Brief – Copy out every line holding the string "mustUnderstand" from the records below.

Stored data:
"""
impl WinRmSession {
    /// Builds a session and verifies it with a WS-Management Identify request.
    #[instrument(skip(settings), fields(host = %settings.host, port = settings.port))]
    pub async fn connect(settings: &RemoteSettings) -> Result<Self, SessionError> {
        if settings.username.trim().is_empty() || settings.password.is_empty() {
            return Err(SessionError::MissingCredentials);
        }
        if settings.host.trim().is_empty() {
            return Err(SessionError::MissingHost);
        }
        if settings.auth_scheme() == AuthScheme::Ntlm {
            return Err(SessionError::UnsupportedAuth(settings.username.trim().to_string()));
        }

        let timeout = Duration::from_secs(settings.timeout_secs.max(1));
        let client = HttpClient::builder()
            .timeout(timeout + Duration::from_secs(10))
            .connect_timeout(Duration::from_secs(10))
            .build()
            .map_err(|e| SessionError::Transport(e.to_string()))?;

        let session = Self {
            client,
            endpoint: settings.endpoint(),
            username: settings.username.clone(),
            password: settings.password.clone(),
            operation_timeout_secs: settings.timeout_secs.max(1),
        };

        let identify = format!(
            r#"<s:Envelope xmlns:s="{NS_ENVELOPE}" xmlns:wsmid="{NS_IDENTITY}"><s:Header/><s:Body><wsmid:Identify/></s:Body></s:Envelope>"#
        );
        let (status, body) = session
            .post_raw(identify)
            .await
            .map_err(|e| SessionError::Transport(e.to_string()))?;
        if status.is_success() {
            debug!("WinRM endpoint {} identified", session.endpoint);
            return Ok(session);
        }
        if status == StatusCode::UNAUTHORIZED {
            return Err(SessionError::Rejected(
                "authentication failed (HTTP 401)".to_string(),
            ));
        }
        Err(SessionError::Rejected(format!(
            "HTTP {}: {}",
            status.as_u16(),
            truncate(&body, 200)
        )))
    }

    pub fn endpoint(&self) -> &str {
        &self.endpoint
    }

    async fn post_raw(&self, body: String) -> Result<(StatusCode, String), reqwest::Error> {
        let response = self
            .client
            .post(&self.endpoint)
            .basic_auth(&self.username, Some(&self.password))
            .header("Content-Type", "application/soap+xml;charset=UTF-8")
            .body(body)
            .send()
            .await?;
        let status = response.status();
        let text = response.text().await?;
        Ok((status, text))
    }

    async fn post(&self, body: String) -> Result<String, CollectionError> {
        let (status, text) = self
            .post_raw(body)
            .await
            .map_err(|e| CollectionError::Transport(e.to_string()))?;
        if status.is_success() {
            return Ok(text);
        }
        if status == StatusCode::UNAUTHORIZED {
            return Err(CollectionError::Transport(
                "authentication failed (HTTP 401)".to_string(),
            ));
        }
        if text.contains(FAULT_OPERATION_TIMEOUT) {
            return Err(CollectionError::Transport(format!(
                "operation timed out (fault {FAULT_OPERATION_TIMEOUT})"
            )));
        }
        Err(CollectionError::Transport(format!(
            "HTTP {}: {}",
            status.as_u16(),
            truncate(&text, 200)
        )))
    }

    fn envelope(&self, action: &str, shell_id: Option<&str>, options: &str, body: &str) -> String {
        let selector = shell_id
            .map(|id| {
                format!(
                    r#"<w:SelectorSet><w:Selector Name="ShellId">{}</w:Selector></w:SelectorSet>"#,
                    xml_escape(id)
                )
            })
            .unwrap_or_default();
        format!(
            concat!(
                r#"<s:Envelope xmlns:s="{ns_s}" xmlns:a="{ns_a}" xmlns:w="{ns_w}" xmlns:rsp="{ns_rsp}">"#,
                "<s:Header>",
                "<a:To>{to}</a:To>",
                r#"<a:ReplyTo><a:Address s:mustUnderstand="true">http://schemas.xmlsoap.org/ws/2004/08/addressing/role/anonymous</a:Address></a:ReplyTo>"#,
                r#"<w:MaxEnvelopeSize s:mustUnderstand="true">153600</w:MaxEnvelopeSize>"#,
                "<a:MessageID>uuid:{id}</a:MessageID>",
                r#"<w:Locale xml:lang="en-US" s:mustUnderstand="false"/>"#,
                "<w:OperationTimeout>PT{timeout}S</w:OperationTimeout>",
                r#"<w:ResourceURI s:mustUnderstand="true">{resource}</w:ResourceURI>"#,
                r#"<a:Action s:mustUnderstand="true">{action}</a:Action>"#,
                "{selector}{options}",
                "</s:Header>",
                "<s:Body>{body}</s:Body>",
                "</s:Envelope>"
            ),
            ns_s = NS_ENVELOPE,
            ns_a = NS_ADDRESSING,
            ns_w = NS_WSMAN,
            ns_rsp = NS_SHELL,
            to = xml_escape(&self.endpoint),
            id = Uuid::new_v4(),
            timeout = self.operation_timeout_secs,
            resource = RESOURCE_CMD,
            action = action,
            selector = selector,
            options = options,
            body = body,
        )
    }

    async fn open_shell(&self) -> Result<String, CollectionError> {
        let options = concat!(
            "<w:OptionSet>",
            r#"<w:Option Name="WINRS_NOPROFILE">TRUE</w:Option>"#,
            r#"<w:Option Name="WINRS_CODEPAGE">65001</w:Option>"#,
            "</w:OptionSet>"
        );
        let body = "<rsp:Shell><rsp:InputStreams>stdin</rsp:InputStreams><rsp:OutputStreams>stdout stderr</rsp:OutputStreams></rsp:Shell>";
        let response = self
            .post(self.envelope(ACTION_CREATE, None, options, body))
            .await?;
        capture(&SHELL_ID_RE, &response)
            .ok_or_else(|| CollectionError::Parse("no ShellId in Create response".to_string()))
    }

    async fn start_command(&self, shell_id: &str, script: &str) -> Result<String, CollectionError> {
        let options = concat!(
            "<w:OptionSet>",
            r#"<w:Option Name="WINRS_CONSOLEMODE_STDIN">TRUE</w:Option>"#,
            r#"<w:Option Name="WINRS_SKIP_CMD_SHELL">FALSE</w:Option>"#,
            "</w:OptionSet>"
        );
        let body = format!(
            "<rsp:CommandLine><rsp:Command>powershell</rsp:Command><rsp:Arguments>-NoProfile -NonInteractive -EncodedCommand {}</rsp:Arguments></rsp:CommandLine>",
            encode_powershell(script)
        );
        let response = self
            .post(self.envelope(ACTION_COMMAND, Some(shell_id), options, &body))
            .await?;
        capture(&COMMAND_ID_RE, &response)
            .ok_or_else(|| CollectionError::Parse("no CommandId in Command response".to_string()))
    }

    async fn receive(&self, shell_id: &str, command_id: &str) -> Result<CommandOutput, CollectionError> {
        let body = format!(
            r#"<rsp:Receive><rsp:DesiredStream CommandId="{}">stdout stderr</rsp:DesiredStream></rsp:Receive>"#,
            xml_escape(command_id)
        );
        let mut output = CommandOutput {
            stdout: Vec::new(),
            stderr: Vec::new(),
            exit_code: 0,
        };

        loop {
            let response = match self
                .post(self.envelope(ACTION_RECEIVE, Some(shell_id), "", &body))
                .await
            {
                Ok(r) => r,
                // No output within OperationTimeout; poll again.
                Err(CollectionError::Transport(msg)) if msg.contains(FAULT_OPERATION_TIMEOUT) => {
                    continue
                }
                Err(e) => return Err(e),
            };

            let done = parse_receive(&response, &mut output)?;
            if done {
                return Ok(output);
            }
        }
    }

    async fn close(&self, shell_id: &str, command_id: Option<&str>) {
        if let Some(command_id) = command_id {
            let body = format!(
                r#"<rsp:Signal CommandId="{}"><rsp:Code>{}</rsp:Code></rsp:Signal>"#,
                xml_escape(command_id),
                SIGNAL_TERMINATE
            );
            if let Err(e) = self
                .post(self.envelope(ACTION_SIGNAL, Some(shell_id), "", &body))
                .await
            {
                debug!("WinRM signal failed: {}", e);
            }
        }
        if let Err(e) = self
            .post(self.envelope(ACTION_DELETE, Some(shell_id), "", ""))
            .await
        {
            warn!("Failed to delete WinRM shell {}: {}", shell_id, e);
        }
    }

    async fn run_in_shell(&self, shell_id: &str, script: &str) -> Result<CommandOutput, CollectionError> {
        let command_id = self.start_command(shell_id, script).await?;
        let result = self.receive(shell_id, &command_id).await;
        self.close(shell_id, Some(&command_id)).await;
        result
    }
}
"""
Result –
                r#"<a:ReplyTo><a:Address s:mustUnderstand="true">http://schemas.xmlsoap.org/ws/2004/08/addressing/role/anonymous</a:Address></a:ReplyTo>"#,
                r#"<w:MaxEnvelopeSize s:mustUnderstand="true">153600</w:MaxEnvelopeSize>"#,
                r#"<w:Locale xml:lang="en-US" s:mustUnderstand="false"/>"#,
                r#"<w:ResourceURI s:mustUnderstand="true">{resource}</w:ResourceURI>"#,
                r#"<a:Action s:mustUnderstand="true">{action}</a:Action>"#,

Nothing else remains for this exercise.